Tag Archives: Underground Railroad

FLASHMAN NOVELS: NINTH PLACE

For Balladeer’s Blog’s Number One Harry Flashman Novel click HERE . For background info on George MacDonald Fraser’s infamous anti-hero Harry Paget Flashman you can also click that link.

Flash for Freedom9. FLASH FOR FREEDOM (1971)

Time Period: 1848-1849

Favorite Book Blurb: “Only Harry Flashman could start out running for a seat in Parliament but wind up fleeing England over a gambling scandal, shanghaied onto a criminal slave ship, clashing with one of the African kings selling his own people to slavers, conning the American government, reluctantly working for the Underground Railroad and ultimately facing down a pack of southern slave-hunters side by side with a young Congressman named Abraham Lincoln.”  

Synopsis: Wealthy John Morrison, Flashman’s hated father-in-law, still has Harry under his thumb money-wise. Morrison decides he wants a Member of Parliament in his control and figures Harry’s status as a hero of two wars and an amphibious campaign against Borneo pirates will make him a can’t-miss candidate.

Flash for Freedom 2For his part our scurvy protagonist gleefully anticipates all manner of graft money and getting to vote to send other people off to war for a change rather than being sent himself. With Morrison’s financial backing, Flashman finds himself in the political arena – an arena where other people are more skilled at cheating than he is.

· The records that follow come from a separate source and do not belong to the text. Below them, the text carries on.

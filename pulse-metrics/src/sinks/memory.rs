//! In-memory sink

use crate::sink::{MetricDeliveryError, MetricsSink};
use crate::types::{MetricSample, MetricType};
use async_trait::async_trait;
use parking_lot::Mutex;
use std::sync::atomic::{AtomicBool, Ordering};

/// Keeps every delivered sample. While failing, rejects every delivery
/// without recording it.
#[derive(Debug, Default)]
pub struct InMemorySink {
    samples: Mutex<Vec<MetricSample>>,
    failing: AtomicBool,
}

impl InMemorySink {
    pub fn new() -> Self {
        Self::default()
    }

    /// A sink that is unavailable from the start
    pub fn failing() -> Self {
        let sink = Self::default();
        sink.set_failing(true);
        sink
    }

    pub fn set_failing(&self, failing: bool) {
        self.failing.store(failing, Ordering::SeqCst);
    }

    /// Snapshot of the recorded samples in delivery order
    pub fn samples(&self) -> Vec<MetricSample> {
        self.samples.lock().clone()
    }

    /// Number of samples recorded for `metric`
    pub fn count(&self, metric: MetricType) -> usize {
        self.samples.lock().iter().filter(|s| s.name == metric).count()
    }

    /// Number of samples recorded for `metric` with the given `Type` dimension
    pub fn count_for(&self, metric: MetricType, type_tag: &str) -> usize {
        self.samples
            .lock()
            .iter()
            .filter(|s| s.name == metric && s.dimensions.type_tag == type_tag)
            .count()
    }

    /// Metric names in delivery order
    pub fn names(&self) -> Vec<MetricType> {
        self.samples.lock().iter().map(|s| s.name).collect()
    }

    pub fn clear(&self) {
        self.samples.lock().clear();
    }
}

#[async_trait]
impl MetricsSink for InMemorySink {
    async fn put_metric(&self, sample: &MetricSample) -> Result<(), MetricDeliveryError> {
        if self.failing.load(Ordering::SeqCst) {
            return Err(MetricDeliveryError::Unavailable {
                backend: self.name(),
                message: "sink is failing".to_string(),
            });
        }
        self.samples.lock().push(sample.clone());
        Ok(())
    }

    fn name(&self) -> &'static str {
        "memory"
    }
}
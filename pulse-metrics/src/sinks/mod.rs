//! Concrete metrics sinks

pub mod log;
pub mod memory;

#[cfg(feature = "cloudwatch")]
pub mod cloudwatch;

pub use self::log::{LogSink, NullSink};
pub use memory::InMemorySink;

#[cfg(feature = "cloudwatch")]
pub use cloudwatch::CloudWatchSink;
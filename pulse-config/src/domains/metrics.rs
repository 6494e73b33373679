//! Metrics backend configuration

use crate::error::ConfigResult;
use crate::validation::{validate_required_string, Validatable};
use serde::{Deserialize, Serialize};
use std::fmt;
use std::str::FromStr;

#[derive(Debug, Clone, Serialize, Deserialize, Default)]
#[serde(default)]
pub struct MetricsConfig {
    /// Where samples are delivered
    #[serde(default)]
    pub backend: MetricsBackend,

    /// AWS region for the CloudWatch backend; the SDK default chain is used
    /// when unset
    #[serde(skip_serializing_if = "Option::is_none")]
    pub region: Option<String>,
}

#[derive(Debug, Clone, Copy, PartialEq, Eq, Serialize, Deserialize, Default)]
#[serde(rename_all = "lowercase")]
pub enum MetricsBackend {
    /// Structured log events only
    #[default]
    Log,
    /// Amazon CloudWatch `PutMetricData`
    #[serde(alias = "cloud_watch")]
    CloudWatch,
    /// Discard all samples
    None,
}

impl MetricsBackend {
    pub fn as_str(&self) -> &'static str {
        match self {
            MetricsBackend::Log => "log",
            MetricsBackend::CloudWatch => "cloudwatch",
            MetricsBackend::None => "none",
        }
    }
}

impl fmt::Display for MetricsBackend {
    fn fmt(&self, f: &mut fmt::Formatter<'_>) -> fmt::Result {
        f.write_str(self.as_str())
    }
}

impl FromStr for MetricsBackend {
    type Err = String;

    fn from_str(s: &str) -> Result<Self, Self::Err> {
        match s.to_lowercase().as_str() {
            "log" => Ok(MetricsBackend::Log),
            "cloudwatch" | "cloud_watch" => Ok(MetricsBackend::CloudWatch),
            "none" => Ok(MetricsBackend::None),
            _ => Err(format!("Invalid metrics backend: {}", s)),
        }
    }
}

impl Validatable for MetricsConfig {
    fn validate(&self) -> ConfigResult<()> {
        if let Some(ref region) = self.region {
            validate_required_string(region, "region", self.domain_name())?;
        }
        Ok(())
    }

    fn domain_name(&self) -> &'static str {
        "metrics"
    }
}

#[cfg(test)]
mod tests {
    use super::*;

    #[test]
    fn test_metrics_backend_from_str() {
        assert_eq!(MetricsBackend::from_str("CloudWatch").unwrap(), MetricsBackend::CloudWatch);
        assert_eq!(MetricsBackend::from_str("log").unwrap(), MetricsBackend::Log);
        assert!(MetricsBackend::from_str("statsd").is_err());
    }

    #[test]
    fn test_metrics_config_yaml() {
        let config: MetricsConfig =
            serde_yaml::from_str("backend: cloudwatch\nregion: eu-west-1\n").unwrap();
        assert_eq!(config.backend, MetricsBackend::CloudWatch);
        assert_eq!(config.region.as_deref(), Some("eu-west-1"));
        assert!(config.validate().is_ok());
    }

    #[test]
    fn test_empty_region_rejected() {
        let config = MetricsConfig {
            backend: MetricsBackend::CloudWatch,
            region: Some(String::new()),
        };
        assert!(config.validate().is_err());
    }
}
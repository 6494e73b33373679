//! Logging configuration

use crate::error::ConfigResult;
use crate::validation::Validatable;
use serde::{Deserialize, Serialize};
use std::fmt;
use std::str::FromStr;

#[derive(Debug, Clone, Default, Serialize, Deserialize)]
#[serde(default)]
pub struct LoggingConfig {
    pub level: LogLevel,

    pub format: LogFormat,

    /// Add file and line to each event
    pub include_location: bool,
}

/// Maximum verbosity, in `EnvFilter` directive syntax
#[derive(Debug, Clone, Copy, PartialEq, Eq, Serialize, Deserialize, Default)]
#[serde(rename_all = "lowercase")]
pub enum LogLevel {
    Error,
    Warn,
    #[default]
    Info,
    Debug,
    Trace,
}

/// Output layout of the `tracing-subscriber` fmt layer
#[derive(Debug, Clone, Copy, PartialEq, Eq, Serialize, Deserialize, Default)]
#[serde(rename_all = "lowercase")]
pub enum LogFormat {
    /// One JSON object per event
    Json,
    #[default]
    Text,
    Compact,
    /// Multi-line, for local debugging
    Pretty,
}

const LEVELS: [(&str, LogLevel); 5] = [
    ("error", LogLevel::Error),
    ("warn", LogLevel::Warn),
    ("info", LogLevel::Info),
    ("debug", LogLevel::Debug),
    ("trace", LogLevel::Trace),
];

impl LogLevel {
    pub fn as_str(&self) -> &'static str {
        LEVELS
            .iter()
            .find(|(_, level)| level == self)
            .map(|(name, _)| *name)
            .unwrap_or("info")
    }
}

impl fmt::Display for LogLevel {
    fn fmt(&self, f: &mut fmt::Formatter<'_>) -> fmt::Result {
        f.write_str(self.as_str())
    }
}

impl FromStr for LogLevel {
    type Err = String;

    fn from_str(s: &str) -> Result<Self, Self::Err> {
        let wanted = s.trim().to_ascii_lowercase();
        let wanted = if wanted == "warning" { "warn".to_string() } else { wanted };
        LEVELS
            .iter()
            .find(|(name, _)| *name == wanted)
            .map(|(_, level)| *level)
            .ok_or_else(|| format!("unknown log level '{}'", s))
    }
}

impl FromStr for LogFormat {
    type Err = String;

    fn from_str(s: &str) -> Result<Self, Self::Err> {
        match s.trim().to_ascii_lowercase().as_str() {
            "json" => Ok(LogFormat::Json),
            "text" | "full" => Ok(LogFormat::Text),
            "compact" => Ok(LogFormat::Compact),
            "pretty" => Ok(LogFormat::Pretty),
            _ => Err(format!("unknown log format '{}'", s)),
        }
    }
}

impl Validatable for LoggingConfig {
    fn validate(&self) -> ConfigResult<()> {
        Ok(())
    }

    fn domain_name(&self) -> &'static str {
        "logging"
    }
}

#[cfg(test)]
mod tests {
    use super::*;

    #[test]
    fn test_level_parsing() {
        assert_eq!("INFO".parse::<LogLevel>().unwrap(), LogLevel::Info);
        assert_eq!(" warning ".parse::<LogLevel>().unwrap(), LogLevel::Warn);
        assert!("loud".parse::<LogLevel>().is_err());

        for (name, level) in LEVELS {
            assert_eq!(level.to_string(), name);
        }
    }

    #[test]
    fn test_format_parsing() {
        assert_eq!("JSON".parse::<LogFormat>().unwrap(), LogFormat::Json);
        assert_eq!("full".parse::<LogFormat>().unwrap(), LogFormat::Text);
        assert!("xml".parse::<LogFormat>().is_err());
    }

    #[test]
    fn test_yaml_defaults() {
        let config: LoggingConfig = serde_yaml::from_str("format: json").unwrap();
        assert_eq!(config.level, LogLevel::Info);
        assert_eq!(config.format, LogFormat::Json);
        assert!(!config.include_location);
    }
}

Harry being Harry he also finds himself snogging in the grass with the real-life Fanny Locke (later famous as Fanny Duberly) and trading parlor-room insults with the likes of Benjamin Disraeli and Lord George Bentinck. At length a card-game scandal coupled with a charge of violent assault wind up forcing Flashman to flee the country for a few years.

Flash for FreedomWith very few transportation options open to the on-the-lam scoundrel, Harry ends up on an outbound ship owned by his father-in-law but finds that he has once again gone from the frying pan into the fire. To Flashman’s great shock he learns that the ship he’s stuck on is a slaver – and that the illegal trade is a large part of John Morrison’s shady fortune.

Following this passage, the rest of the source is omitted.